First, even godly people do not always know exactly what God wants them to do. Paul is not running from God’s will; he is in earnest pursuit of it. Yet he bounces around a bit in determining exactly where God wants him to go. Amy Carmichael experienced something similar. Her work on behalf of India’s unfortunates is well known, but her first ventures in Japan and Ceylon were not as successful.

Second, work your plans based on what you believe God’s will to be. It was not wrong of Paul to attempt Bithynia and Asia: it fit his calling, and it fit the trajectory of his travels on his second missionary journey. Nathan’s advice to David in 2 Samuel is sound: Go, do all that is in thine heart; for the Lord is with thee (7:3). As it turned out, God did not want David to build the Temple; but the desire was laudable, his heart was God’s, and God’s blessing on his life was obvious.

This leads us to a third principle from Acts 16: Allow, even expect, the Spirit of God to redirect or reshape your plans. Seldom do we get all the details right the first time. (Even a short blog like this needs editing!) We may have the right idea but not the right timing. Or perhaps the right idea but the wrong place—like a colleague of mine who wanted to train nationals for ministry in Africa but ended up training nationals in Asia. He had the right idea of what God wanted him to do; the right place had just not yet come into clear focus. Similarly, as you work your plan allow—even expect!—the Holy Spirit to fine-tune those plans. This, of course, requires trust: trust that He knows best where we should be and what we should be doing.

How will you know God is redirecting you?
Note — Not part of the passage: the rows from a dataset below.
//! Adapters for the resolution service and object storage.
//!
//! The service fronts an object store. Uploads go directly to storage
//! through presigned URLs; discovery goes through the service's listing
//! and artifact endpoints. Everything behind [`ResultStore`] is
//! swappable, which is how the resolver is tested without a network.

pub mod api;
pub mod transfer;

use async_trait::async_trait;
use thiserror::Error;

use crate::domain::{Candidate, ResolvedArtifact};

pub use api::ServiceClient;
pub use transfer::{upload_file, ProgressCallback, TransferError, UploadProgress};

/// Errors surfaced by service-backed stores.
#[derive(Debug, Error)]
pub enum StoreError {
    /// Transport-level failure (connect, timeout, TLS, body read)
    #[error("request failed: {0}")]
    Http(#[from] reqwest::Error),

    /// The service answered with a non-success status
    #[error("service returned {status}: {message}")]
    Api { status: u16, message: String },

    /// The service answered 2xx but the payload did not decode
    #[error("malformed service response: {0}")]
    Decode(#[from] serde_json::Error),
}

/// Grant for one direct-to-storage upload.
#[derive(Debug, Clone)]
pub struct UploadTicket {
    /// URL the file body is PUT to
    pub presigned_url: String,

    /// Object key the service assigned to the upload
    pub s3_key: String,

    /// Bucket the key lives in
    pub bucket: String,
}

/// Read access to the store where produced artifacts appear.
#[async_trait]
pub trait ResultStore: Send + Sync {
    /// List candidate objects under `prefix`. Order is whatever the
    /// store returns; callers rank the result themselves.
    async fn list_candidates(
        &self,
        prefix: &str,
        max_results: u32,
    ) -> Result<Vec<Candidate>, StoreError>;

    /// Check whether `key` is retrievable right now.
    ///
    /// `Ok(None)` means the object is not available yet, which is the
    /// expected answer while the producer is still working.
    async fn probe(&self, key: &str) -> Result<Option<ResolvedArtifact>, StoreError>;
}
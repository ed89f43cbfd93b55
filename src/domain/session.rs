//! Resolution session state.
//!
//! A session is the bounded-lifetime record of one attempt to locate an
//! upload's derived artifact. All mutation goes through the methods here
//! so the invariants hold no matter what the polling loop runs into:
//! `Found` always carries a resolved artifact, and `attempts_used` never
//! exceeds `max_attempts`.

use serde::{Deserialize, Serialize};
use thiserror::Error;

use super::descriptor::UploadDescriptor;

/// Errors from illegal session transitions.
#[derive(Debug, Error)]
pub enum SessionError {
    #[error("resolution is already polling")]
    AlreadyPolling,

    #[error("session already settled: {0:?}")]
    Settled(SessionState),
}

/// Why a session ended in `Failed`.
#[derive(Debug, Clone, Copy, PartialEq, Eq, Serialize, Deserialize)]
#[serde(rename_all = "snake_case")]
pub enum FailureReason {
    /// The caller tore the session down on purpose. Distinguished from a
    /// timeout so callers can skip user-facing error output.
    Cancelled,
}

/// State of a resolution session.
///
/// `Found` and `TimedOut` are settled for good; `Failed` can be restarted
/// by an explicit new `begin`.
#[derive(Debug, Clone, Copy, PartialEq, Eq, Serialize, Deserialize)]
#[serde(rename_all = "snake_case", tag = "status")]
pub enum SessionState {
    /// Created, not yet polling
    Idle,

    /// Poll rounds in progress
    Polling,

    /// Artifact resolved
    Found,

    /// Attempt budget exhausted without a match
    TimedOut,

    /// Torn down before settling
    Failed { reason: FailureReason },
}

impl SessionState {
    /// `Found` and `TimedOut` can never transition again; `Failed` only
    /// via an explicit restart.
    pub fn is_settled(&self) -> bool {
        matches!(self, Self::Found | Self::TimedOut)
    }
}

/// The artifact reference a session resolves to.
#[derive(Debug, Clone, PartialEq, Eq, Serialize, Deserialize)]
pub struct ResolvedArtifact {
    /// Result object key
    pub key: String,

    /// Retrievable URL, when the existence check returned one
    pub download_url: Option<String>,
}

/// Bookkeeping for one resolution run.
#[derive(Debug, Clone, Serialize, Deserialize)]
pub struct ResolutionSession {
    /// Identity of the upload being resolved (set by `begin`)
    pub descriptor: Option<UploadDescriptor>,

    /// Poll rounds consumed so far
    pub attempts_used: u32,

    /// Poll round budget
    pub max_attempts: u32,

    /// Current state
    pub state: SessionState,

    /// The resolved artifact, once `Found`
    pub resolved: Option<ResolvedArtifact>,

    /// Run counter, bumped by every successful `begin`
    pub generation: u64,
}

impl ResolutionSession {
    /// New idle session with the given attempt budget.
    pub fn new(max_attempts: u32) -> Self {
        Self {
            descriptor: None,
            attempts_used: 0,
            max_attempts,
            state: SessionState::Idle,
            resolved: None,
            generation: 0,
        }
    }

    /// Begin polling for an upload. Legal from `Idle` and from `Failed`
    /// (the explicit-restart path); anything else is refused. Each new
    /// run gets its own `generation`.
    pub fn begin(&mut self, descriptor: UploadDescriptor) -> Result<(), SessionError> {
        match self.state {
            SessionState::Idle | SessionState::Failed { .. } => {
                self.descriptor = Some(descriptor);
                self.attempts_used = 0;
                self.resolved = None;
                self.generation += 1;
                self.state = SessionState::Polling;
                Ok(())
            }
            SessionState::Polling => Err(SessionError::AlreadyPolling),
            state => Err(SessionError::Settled(state)),
        }
    }

    /// Consume one poll attempt, returning the new count.
    pub fn note_attempt(&mut self) -> u32 {
        self.attempts_used += 1;
        self.attempts_used
    }

    /// True once the attempt budget is used up.
    pub fn exhausted(&self) -> bool {
        self.attempts_used >= self.max_attempts
    }

    /// Commit a resolved artifact. Returns false (and changes nothing)
    /// unless the session is still `Polling`; a round that finishes
    /// after cancellation gets its result discarded here.
    pub fn settle_found(&mut self, artifact: ResolvedArtifact) -> bool {
        if self.state != SessionState::Polling {
            return false;
        }
        self.resolved = Some(artifact);
        self.state = SessionState::Found;
        true
    }

    /// Commit exhaustion. Same discard rule as [`settle_found`](Self::settle_found).
    pub fn settle_timed_out(&mut self) -> bool {
        if self.state != SessionState::Polling {
            return false;
        }
        self.state = SessionState::TimedOut;
        true
    }

    /// Tear down: any non-settled state becomes `Failed { Cancelled }`.
    /// Safe to call from any state, including before `begin`; returns
    /// whether a transition happened.
    pub fn cancel(&mut self) -> bool {
        match self.state {
            SessionState::Idle | SessionState::Polling => {
                self.state = SessionState::Failed {
                    reason: FailureReason::Cancelled,
                };
                true
            }
            _ => false,
        }
    }

    pub fn is_polling(&self) -> bool {
        self.state == SessionState::Polling
    }
}

#[cfg(test)]
mod tests {
    use super::*;
    use chrono::{TimeZone, Utc};

    fn descriptor() -> UploadDescriptor {
        UploadDescriptor::generate(
            "input-videos",
            "myvideo.mp4",
            Utc.with_ymd_and_hms(2025, 5, 17, 12, 0, 0).unwrap(),
            &[0xab, 0xcd, 0x12, 0x34],
        )
    }

    #[test]
    fn test_begin_from_idle() {
        let mut session = ResolutionSession::new(30);
        assert_eq!(session.state, SessionState::Idle);

        session.begin(descriptor()).unwrap();
        assert!(session.is_polling());
        assert_eq!(session.attempts_used, 0);
    }

    #[test]
    fn test_begin_rejected_while_polling_or_settled() {
        let mut session = ResolutionSession::new(30);
        session.begin(descriptor()).unwrap();
        assert!(matches!(
            session.begin(descriptor()),
            Err(SessionError::AlreadyPolling)
        ));

        session.settle_timed_out();
        assert!(matches!(
            session.begin(descriptor()),
            Err(SessionError::Settled(SessionState::TimedOut))
        ));
    }

    #[test]
    fn test_restart_after_cancel() {
        let mut session = ResolutionSession::new(30);
        session.begin(descriptor()).unwrap();
        session.note_attempt();
        assert!(session.cancel());

        session.begin(descriptor()).unwrap();
        assert!(session.is_polling());
        assert_eq!(session.attempts_used, 0, "restart resets the budget");
    }

    #[test]
    fn test_each_begin_is_a_new_generation() {
        let mut session = ResolutionSession::new(30);
        assert_eq!(session.generation, 0);

        session.begin(descriptor()).unwrap();
        assert_eq!(session.generation, 1);

        session.cancel();
        session.begin(descriptor()).unwrap();
        assert_eq!(session.generation, 2);
    }

    #[test]
    fn test_cancel_before_begin() {
        let mut session = ResolutionSession::new(30);
        assert!(session.cancel());
        assert_eq!(
            session.state,
            SessionState::Failed {
                reason: FailureReason::Cancelled
            }
        );
    }

    #[test]
    fn test_cancel_is_noop_on_settled_states() {
        let mut session = ResolutionSession::new(30);
        session.begin(descriptor()).unwrap();
        session.settle_found(ResolvedArtifact {
            key: "highlight-videos/x".into(),
            download_url: None,
        });

        assert!(!session.cancel());
        assert_eq!(session.state, SessionState::Found);
    }

    #[test]
    fn test_found_discarded_after_cancel() {
        let mut session = ResolutionSession::new(30);
        session.begin(descriptor()).unwrap();
        session.cancel();

        let committed = session.settle_found(ResolvedArtifact {
            key: "highlight-videos/x".into(),
            download_url: None,
        });
        assert!(!committed);
        assert!(session.resolved.is_none());
        assert_eq!(
            session.state,
            SessionState::Failed {
                reason: FailureReason::Cancelled
            }
        );
    }

    #[test]
    fn test_found_carries_artifact() {
        let mut session = ResolutionSession::new(30);
        session.begin(descriptor()).unwrap();
        session.note_attempt();
        assert!(session.settle_found(ResolvedArtifact {
            key: "highlight-videos/y".into(),
            download_url: Some("https://example.com/y".into()),
        }));

        assert_eq!(session.state, SessionState::Found);
        assert_eq!(session.resolved.as_ref().unwrap().key, "highlight-videos/y");
    }

    #[test]
    fn test_exhaustion_bookkeeping() {
        let mut session = ResolutionSession::new(2);
        session.begin(descriptor()).unwrap();

        assert_eq!(session.note_attempt(), 1);
        assert!(!session.exhausted());
        assert_eq!(session.note_attempt(), 2);
        assert!(session.exhausted());
    }
}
An unsatisfactory but essentially correct answer is “you’ll figure it out.” God will increasingly make it clear to you. He will use any number of things to communicate it to you: circumstances, Scripture, a sermon, a new health condition, advice, an unexpected opportunity, a burden or idea impressed upon your spirit, or—to make this more tangibly relevant—a pandemic. All of these and more become God’s instruments to make what He wants clear. You may not know everything in advance, but you will increasingly find yourself constrained in a certain direction. William Burns and Hudson Taylor had laid great plans to evangelize Swatow together when unforeseen, unavoidable circumstances brought their plans to a halt. God had something different in mind for these two godly missionaries to China.

And this is where Acts 16 takes us next: Fourth, when God closes a door or redirects, look for the open door. Two closed doors (Bithynia and Asia) landed Paul at Troas on the eastern banks of the Aegean Sea (v. 8). Now where? A vision made clear that God wanted Paul on the other side of the Aegean Sea (v. 9). All of a sudden, the Holy Spirit’s twofold “no” made sense: God wanted Paul to take the saving gospel of Christ even deeper into the heart of the Roman empire. (Remember, places like Antioch and Jerusalem were more toward the outer fringes of the Empire.) Paul’s response is commendable: “immediately we endeavoured to go into Macedonia” (v. 10).

Look for God's Open Door

So, when you lay good, gospel-focused plans as to how you will spend your life and those plans backfire, don’t panic, grow discouraged, or make them happen anyway. Look for God’s open door. Let God redirect you to His strategy for your ministry, knowing that He—like a master chess player—knows best where to place each of His “pieces.” He will assuredly help you answer the question, Where will you go? And when He does, obey!